[WHAT TO DO]: Going through the data below, copy out each line where the word "underlying" shows up.

(Records from a collection)
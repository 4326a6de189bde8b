//! Query errors.

use snafu::Snafu;
use vast_types::Kind;

/// Errors raised while resolving hits or pulling events for a query.
#[derive(Debug, Snafu)]
#[snafu(visibility(pub))]
pub enum Error {
    /// Resolving the initial hit set against the index failed.
    #[snafu(display("index error: {source}"))]
    Index {
        /// The underlying index error.
        source: vast_index::Error,
    },

    /// Looking up a hit's chunk in the archive failed.
    #[snafu(display("archive error: {source}"))]
    Archive {
        /// The underlying archive error.
        source: vast_archive::Error,
    },

    /// A chunk claimed (via its membership mask) to contain an id that its reader could not
    /// actually materialize.
    #[snafu(display("chunk error while extracting event {id}: {source}"))]
    Chunk {
        /// The id that failed to extract.
        id: u64,
        /// The underlying chunk error.
        source: vast_chunk::Error,
    },
}

impl From<vast_index::Error> for Error {
    fn from(source: vast_index::Error) -> Self {
        Error::Index { source }
    }
}

impl From<vast_archive::Error> for Error {
    fn from(source: vast_archive::Error) -> Self {
        Error::Archive { source }
    }
}

impl Error {
    /// The coarse failure category (spec.md §7).
    pub fn kind(&self) -> Kind {
        match self {
            Error::Index { source } => source.kind(),
            Error::Archive { source } => source.kind(),
            Error::Chunk { .. } => Kind::Corrupt,
        }
    }
}

/// Convenience alias for query results.
pub type Result<T, E = Error> = std::result::Result<T, E>;
//! A replicated leader/follower key-value store (spec.md §5), used to persist the identifier's
//! counter and other small pieces of cluster-wide configuration.
#![deny(rustdoc::broken_intra_doc_links, rustdoc::bare_urls, rust_2018_idioms)]
#![warn(missing_docs, clippy::clone_on_ref_ptr)]

pub mod error;
pub mod store;

pub use error::Error;
pub use store::{AckMode, Follower, KvStore, KvStoreConfig};
//! Time-range restriction: a cheap pre-filter that decides whether a partition's
//! `[first, last]` timestamp span can possibly satisfy an expression, without touching any
//! bitmap index (spec.md §4.5, "partition pruning").
//!
//! A negation only flips the verdict when it sits directly on top of a time-extractor
//! predicate; negating any other subexpression can't be turned into a sound interval test, so
//! it passes through unchanged (matching the conservative "maybe applies" behaviour of the
//! original restrictor).

use super::{Expr, Operand, Predicate, RelOp};
use crate::value::Value;
use vast_time::Time;

/// Evaluate whether the interval `[first, last]` could contain a match for `expr`.
///
/// Returning `true` means "can't rule this partition out"; `false` means the partition is
/// provably irrelevant and can be skipped entirely.
pub fn restrict(expr: &Expr, first: Time, last: Time) -> bool {
    match expr {
        Expr::Nil => false,
        Expr::Conjunction(children) => children.iter().all(|c| restrict(c, first, last)),
        Expr::Disjunction(children) => children.iter().any(|c| restrict(c, first, last)),
        Expr::Negation(inner) => {
            let r = restrict(inner, first, last);
            if let Expr::Predicate(p) = inner.as_ref() {
                if matches!(p.lhs, Operand::EventTime) {
                    return !r;
                }
            }
            r
        }
        Expr::Predicate(p) => restrict_predicate(p, first, last),
    }
}

fn restrict_predicate(p: &Predicate, first: Time, last: Time) -> bool {
    if !matches!(p.lhs, Operand::EventTime) {
        return true;
    }
    let Operand::Data(Value::Time(bound)) = &p.rhs else {
        return true;
    };
    evaluate_time_cmp(first, p.op, *bound) || evaluate_time_cmp(last, p.op, *bound)
}

fn evaluate_time_cmp(point: Time, op: RelOp, bound: Time) -> bool {
    match op {
        RelOp::Eq => point == bound,
        RelOp::NotEq => point != bound,
        RelOp::Lt => point < bound,
        RelOp::Le => point <= bound,
        RelOp::Gt => point > bound,
        RelOp::Ge => point >= bound,
        // Non-ordering operators never apply to a time extractor; don't restrict.
        _ => true,
    }
}

#[cfg(test)]
mod tests {
    use super::*;
    use crate::expr::Predicate;

    fn t(secs: i64) -> Time {
        Time::from_timestamp_nanos(secs * 1_000_000_000)
    }

    fn time_lt(bound: i64) -> Expr {
        Expr::Predicate(Predicate::new(
            Operand::EventTime,
            RelOp::Lt,
            Operand::Data(Value::Time(t(bound))),
        ))
    }

    #[test]
    fn predicate_outside_partition_span_is_pruned() {
        // partition spans [100, 200]; "time < 50" can't match anywhere in it.
        assert!(!restrict(&time_lt(50), t(100), t(200)));
    }

    #[test]
    fn predicate_overlapping_partition_span_is_kept() {
        assert!(restrict(&time_lt(150), t(100), t(200)));
    }

    #[test]
    fn negation_on_time_predicate_flips_verdict() {
        let expr = Expr::not(time_lt(50));
        // "not(time < 50)" over [100, 200]: every point in-range satisfies "not <50", so it's kept.
        assert!(restrict(&expr, t(100), t(200)));
    }

    #[test]
    fn non_time_predicate_never_restricts() {
        let expr = Expr::predicate(
            Operand::EventType,
            RelOp::Eq,
            Operand::Data(Value::String("conn".into())),
        );
        assert!(restrict(&expr, t(100), t(200)));
    }
}
//! Archive errors (spec.md §4.3: "Any I/O error during flush is fatal to the archive actor...
//! unreadable segment files yield `decode_error`").

use snafu::Snafu;
use std::path::PathBuf;
use vast_types::Kind;

/// Errors raised by [`crate::Archive`] operations.
#[derive(Debug, Snafu)]
#[snafu(visibility(pub))]
pub enum Error {
    /// A segment or metadata file could not be read or written.
    #[snafu(display("i/o error on {path}: {source}"))]
    Io {
        /// The file involved.
        path: PathBuf,
        /// The underlying OS error.
        source: std::io::Error,
    },

    /// A segment file's bytes don't decode to a well-formed segment.
    #[snafu(display("segment {path} is corrupt: {detail}"))]
    Corrupt {
        /// The file that failed to decode.
        path: PathBuf,
        /// What failed to decode.
        detail: String,
    },

    /// A chunk codec failure while materializing a stored chunk.
    #[snafu(display("chunk codec error: {source}"))]
    Chunk {
        /// The underlying chunk error.
        source: vast_chunk::Error,
    },

    /// The configured compressor failed to encode or decode a chunk body.
    #[snafu(display("compression error: {detail}"))]
    Compression {
        /// What the compressor reported.
        detail: String,
    },
}

impl Error {
    /// The coarse failure category (spec.md §7): archive I/O and corruption are both fatal to
    /// the owning actor.
    pub fn kind(&self) -> Kind {
        match self {
            Error::Io { .. } => Kind::Io,
            Error::Corrupt { .. } => Kind::Corrupt,
            Error::Chunk { source } => source.kind(),
            Error::Compression { .. } => Kind::Corrupt,
        }
    }
}

/// Convenience alias for archive results.
pub type Result<T, E = Error> = std::result::Result<T, E>;
//! Combine per-predicate bitmaps into one result bitmap, mirroring
//! [`vast_types::expr::evaluator`] but operating over whole columns of rows at once
//! (spec.md §4.4, "re-evaluate the expression using the bitmap evaluator"). Lives here rather
//! than in `vast_types` so a partition's field indexers (which depend on this crate) don't
//! create a cycle.

use crate::Bitmap;
use vast_types::{Expr, Predicate};

/// Evaluate `expr` over a universe of `rows` rows, resolving each leaf predicate via `lookup`.
///
/// `lookup` is expected to return a bitmap of exactly `rows` bits; if it returns a shorter one
/// (e.g. an indexer not yet stretched that far), the missing bits read as unset under `Bitmap`'s
/// zero-padding convention.
pub fn evaluate(expr: &Expr, rows: usize, lookup: &mut dyn FnMut(&Predicate) -> Bitmap) -> Bitmap {
    match expr {
        Expr::Nil => Bitmap::filled(rows, false),
        Expr::Conjunction(children) => {
            let mut acc = Bitmap::filled(rows, true);
            for child in children {
                acc &= &evaluate(child, rows, lookup);
            }
            acc
        }
        Expr::Disjunction(children) => {
            let mut acc = Bitmap::filled(rows, false);
            for child in children {
                acc |= &evaluate(child, rows, lookup);
            }
            acc
        }
        Expr::Negation(inner) => {
            let mut bitmap = evaluate(inner, rows, lookup);
            bitmap.flip();
            bitmap
        }
        Expr::Predicate(p) => lookup(p),
    }
}

#[cfg(test)]
mod tests {
    use super::*;
    use vast_types::{Operand, RelOp, Value};

    fn eq_predicate(name: &str) -> Predicate {
        Predicate::new(Operand::EventType, RelOp::Eq, Operand::Data(Value::String(name.into())))
    }

    #[test]
    fn conjunction_ands_predicate_bitmaps() {
        let expr = Expr::Conjunction(vec![
            Expr::Predicate(eq_predicate("a")),
            Expr::Predicate(eq_predicate("b")),
        ]);
        let mut a = Bitmap::filled(4, false);
        a.flip(); // every row satisfies "a"
        let mut b = Bitmap::new();
        for bit in [false, true, true, false] {
            b.push(bit);
        }
        let result = evaluate(&expr, 4, &mut |p| {
            if p == &eq_predicate("a") {
                a.clone()
            } else {
                b.clone()
            }
        });
        assert_eq!(result.count_ones(), 2);
        assert!(result.get(1) && result.get(2));
    }

    #[test]
    fn negation_flips_child_result() {
        let expr = Expr::not(Expr::Predicate(eq_predicate("a")));
        let mut hits = Bitmap::new();
        for bit in [true, false, true] {
            hits.push(bit);
        }
        let result = evaluate(&expr, 3, &mut |_| hits.clone());
        assert_eq!(result.count_ones(), 1);
        assert!(result.get(1));
    }

    #[test]
    fn nil_matches_nothing() {
        let result = evaluate(&Expr::Nil, 5, &mut |_| Bitmap::filled(5, true));
        assert_eq!(result.count_ones(), 0);
    }
}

[YOUR RESPONSE]:
        /// The underlying index error.
        /// The underlying archive error.
        /// The underlying chunk error.
        /// The underlying OS error.
        /// The underlying chunk error.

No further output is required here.